Announcement posted by Urbis 14 Dec 2017

Urbis’ Apartment Essentials report for the September quarter 2017 reveals that while most of the current inventory is progressing well to construction, the pace and volume of new supply is slowing down.

As prices hold and even increase, policy makers are left to ponder what will happen if future supply volume continues to fall back.

Urbis’ assessment of Melbourne’s off the plan apartment market is based on sales from 49 off the plan projects in the September 2017 quarter comprising a total dwelling stock of 10,350 apartments, as well as monitoring the status of almost 400 projects.  Of the 291 sales recorded, 45% were in the Inner Melbourne area, while 55% were recorded in Melbourne’s middle ring.

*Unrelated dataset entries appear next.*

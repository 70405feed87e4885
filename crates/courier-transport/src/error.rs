use std::path::PathBuf;

/// Errors that can occur in IPC transport operations.
#[derive(Debug, thiserror::Error)]
pub enum TransportError {
    /// Failed to bind to the specified address.
    #[error("failed to bind to {path}: {source}")]
    Bind {
        path: PathBuf,
        source: std::io::Error,
    },

    /// Another live daemon is already listening on the endpoint.
    #[error("address in use: {path}")]
    AddressInUse { path: PathBuf },

    /// Failed to connect to the specified address.
    #[error("failed to connect to {path}: {source}")]
    Connect {
        path: PathBuf,
        source: std::io::Error,
    },

    /// Failed to accept an incoming connection.
    #[error("failed to accept connection: {0}")]
    Accept(std::io::Error),

    /// An I/O error occurred on the transport stream.
    #[error("transport I/O error: {0}")]
    Io(#[from] std::io::Error),

    /// The socket path is too long for the platform.
    #[error("socket path too long ({len} bytes, max {max}): {path}")]
    PathTooLong {
        path: PathBuf,
        len: usize,
        max: usize,
    },
}

pub type Result<T> = std::result::Result<T, TransportError>;
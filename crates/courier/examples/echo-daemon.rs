//! Minimal daemon serving `echo` (1), exercised by an in-process client.
//!
//! Run with:
//!   cargo run --example echo-daemon --features peer
//!
//! Or against the CLI:
//!   cargo run --features cli -- serve /tmp/courier-echo.sock
//!   cargo run --features cli -- call /tmp/courier-echo.sock --op 1 --data hi

use std::fs;
use std::time::Duration;

use courier::{Bytes, CallContext, HandlerResult, Server, Session};

const ECHO: u32 = 1;

fn main() -> Result<(), Box<dyn std::error::Error>> {
    let sock_dir = std::env::temp_dir().join(format!("courier-echo-{}", std::process::id()));
    fs::create_dir_all(&sock_dir)?;
    let sock_path = sock_dir.join("echo.sock");

    let mut server = Server::listen(&sock_path)?;
    server.register_named(ECHO, "echo", |ctx: &CallContext, body: Bytes| -> HandlerResult {
        eprintln!(
            "connection {} call {}: {} bytes",
            ctx.connection_id,
            ctx.call_id,
            body.len()
        );
        Ok(body)
    })?;
    let handle = server.handle();
    let daemon = std::thread::spawn(move || server.serve());
    eprintln!("Listening on {}", sock_path.display());

    let session = Session::connect(&sock_path)?;
    for word in ["alpha", "beta", "gamma"] {
        let reply = session.call(ECHO, word.as_bytes().to_vec(), Duration::from_secs(1))?;
        eprintln!("reply: {}", String::from_utf8_lossy(&reply));
    }
    drop(session);

    handle.shutdown();
    if let Ok(result) = daemon.join() {
        result?;
    }
    let _ = fs::remove_dir_all(&sock_dir);
    Ok(())
}
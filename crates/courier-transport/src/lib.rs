//! Local transport for courier.
//!
//! A daemon binds a filesystem endpoint and clients connect to it:
//! - Unix domain sockets (Linux/macOS)
//!
//! This is the lowest layer of courier. Framing, correlation and dispatch
//! all build on the [`IpcStream`] type provided here.

pub mod error;
pub mod traits;

#[cfg(unix)]
pub mod uds;

pub use error::{Result, TransportError};
pub use traits::IpcStream;

#[cfg(unix)]
pub use uds::UnixDomainSocket;
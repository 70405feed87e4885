use clap::ValueEnum;
use tracing::level_filters::LevelFilter;

#[derive(Copy, Clone, Debug, ValueEnum)]
pub enum LogFormat {
    Text,
    Json,
}

#[derive(Copy, Clone, Debug, ValueEnum)]
pub enum LogLevel {
    Error,
    Warn,
    Info,
    Debug,
    Trace,
}

impl LogLevel {
    pub fn as_filter(self) -> LevelFilter {
        match self {
            LogLevel::Error => LevelFilter::ERROR,
            LogLevel::Warn => LevelFilter::WARN,
            LogLevel::Info => LevelFilter::INFO,
            LogLevel::Debug => LevelFilter::DEBUG,
            LogLevel::Trace => LevelFilter::TRACE,
        }
    }
}

/// Install the stderr subscriber. Library crates only emit `tracing` events.
pub fn init_logging(format: LogFormat, level: LogLevel) {
    let builder = tracing_subscriber::fmt()
        .with_writer(std::io::stderr)
        .with_max_level(level.as_filter())
        .with_ansi(false)
        .with_thread_names(true)
        .with_target(false);

    match format {
        LogFormat::Text => {
            let _ = builder.try_init();
        }
        LogFormat::Json => {
            let _ = builder.json().try_init();
        }
    }
}
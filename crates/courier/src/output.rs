use std::io::{IsTerminal, Write};
use std::time::Duration;

use clap::ValueEnum;
use comfy_table::{presets::UTF8_FULL, ContentArrangement, Table};
use courier_frame::is_reserved;
use courier_peer::OperationInfo;
use serde::Serialize;

#[derive(Clone, Debug, Copy, ValueEnum)]
pub enum OutputFormat {
    Json,
    Table,
    Pretty,
    Raw,
}

impl OutputFormat {
    pub fn default_for_stdout() -> Self {
        if std::io::stdout().is_terminal() {
            Self::Table
        } else {
            Self::Json
        }
    }
}

#[derive(Serialize)]
struct ReplyOutput<'a> {
    path: &'a str,
    operation_id: u32,
    elapsed_ms: u128,
    body_size: usize,
    body: String,
}

pub fn print_reply(path: &str, operation_id: u32, elapsed: Duration, body: &[u8], format: OutputFormat) {
    match format {
        OutputFormat::Json => {
            let out = ReplyOutput {
                path,
                operation_id,
                elapsed_ms: elapsed.as_millis(),
                body_size: body.len(),
                body: body_preview(body),
            };
            println!(
                "{}",
                serde_json::to_string(&out).unwrap_or_else(|_| "{}".to_string())
            );
        }
        OutputFormat::Table => {
            let mut table = Table::new();
            table
                .load_preset(UTF8_FULL)
                .set_content_arrangement(ContentArrangement::Dynamic)
                .set_header(vec!["OPERATION", "SIZE", "ELAPSED", "BODY"])
                .add_row(vec![
                    operation_id.to_string(),
                    body.len().to_string(),
                    format!("{}ms", elapsed.as_millis()),
                    body_preview(body),
                ]);
            println!("{table}");
        }
        OutputFormat::Pretty => {
            println!(
                "op={} size={} elapsed={}ms body={}",
                operation_id,
                body.len(),
                elapsed.as_millis(),
                body_preview(body)
            );
        }
        OutputFormat::Raw => print_raw(body),
    }
}

#[derive(Serialize)]
struct OperationsOutput<'a> {
    path: &'a str,
    operations: &'a [OperationInfo],
}

pub fn print_operations(path: &str, operations: &[OperationInfo], format: OutputFormat) {
    match format {
        OutputFormat::Json => {
            let out = OperationsOutput { path, operations };
            println!(
                "{}",
                serde_json::to_string(&out).unwrap_or_else(|_| "{}".to_string())
            );
        }
        OutputFormat::Table => {
            let mut table = Table::new();
            table
                .load_preset(UTF8_FULL)
                .set_content_arrangement(ContentArrangement::Dynamic)
                .set_header(vec!["ID", "NAME", "KIND"]);
            for op in operations {
                table.add_row(vec![
                    format!("{:#x}", op.id),
                    op.name.clone(),
                    kind(op.id).to_string(),
                ]);
            }
            println!("{table}");
        }
        OutputFormat::Pretty | OutputFormat::Raw => {
            for op in operations {
                println!("{:#010x} {} ({})", op.id, op.name, kind(op.id));
            }
        }
    }
}

pub fn print_raw(data: &[u8]) {
    let mut out = std::io::stdout();
    let _ = out.write_all(data);
    let _ = out.flush();
}

fn kind(operation_id: u32) -> &'static str {
    if is_reserved(operation_id) {
        "builtin"
    } else {
        "user"
    }
}

fn body_preview(body: &[u8]) -> String {
    match std::str::from_utf8(body) {
        Ok(text) => text.to_string(),
        Err(_) => format!("<binary {} bytes>", body.len()),
    }
}
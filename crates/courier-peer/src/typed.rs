//! Typed request/response pairs layered over opaque bodies.

use bytes::Bytes;
use serde::de::DeserializeOwned;
use serde::Serialize;

use crate::error::Result;

/// A daemon operation with a fixed id and serde request/response types.
///
/// Both sides share the definition; bodies are JSON on the wire.
pub trait Operation: 'static {
    const ID: u32;
    const NAME: &'static str;
    type Request: Serialize + DeserializeOwned + Send + 'static;
    type Response: Serialize + DeserializeOwned + Send + 'static;
}

pub fn encode_body<T: Serialize>(value: &T) -> Result<Bytes> {
    Ok(Bytes::from(serde_json::to_vec(value)?))
}

pub fn decode_body<T: DeserializeOwned>(body: &[u8]) -> Result<T> {
    Ok(serde_json::from_slice(body)?)
}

As predicted, there was a drop in sales activity in this quarter for two key reasons:
  • Firstly, a greater share of projects have now sold the majority of their stock - Of the 49 surveyed projects across Inner and Middle Melbourne, 71% of projects have sold more than 70% of their available product. Of these, four projects yielding 291 apartments sold out their last remaining stock in the September 2017 quarter.
 
  • Secondly, as we predicted earlier in the year, some activity was brought forward to the June quarter to beat the stamp duty changes coming into effect on July 1, with the anticipated softening of investor activity in the September quarter.
Given the changing conditions there were fewer projects brought to market. Five new projects amounting to 1,119 apartments launched in Inner Melbourne this quarter, compared to nine new projects amounting to 1,700 units in the previous quarter.

While less than 50% of active projects had commenced construction at the close of the quarter, those that are well progressed through presales will soon move to boost construction volumes in the short to medium term.  However, this looks to be offset by a diminishing supply pipeline from both a project launch and a development approval perspective.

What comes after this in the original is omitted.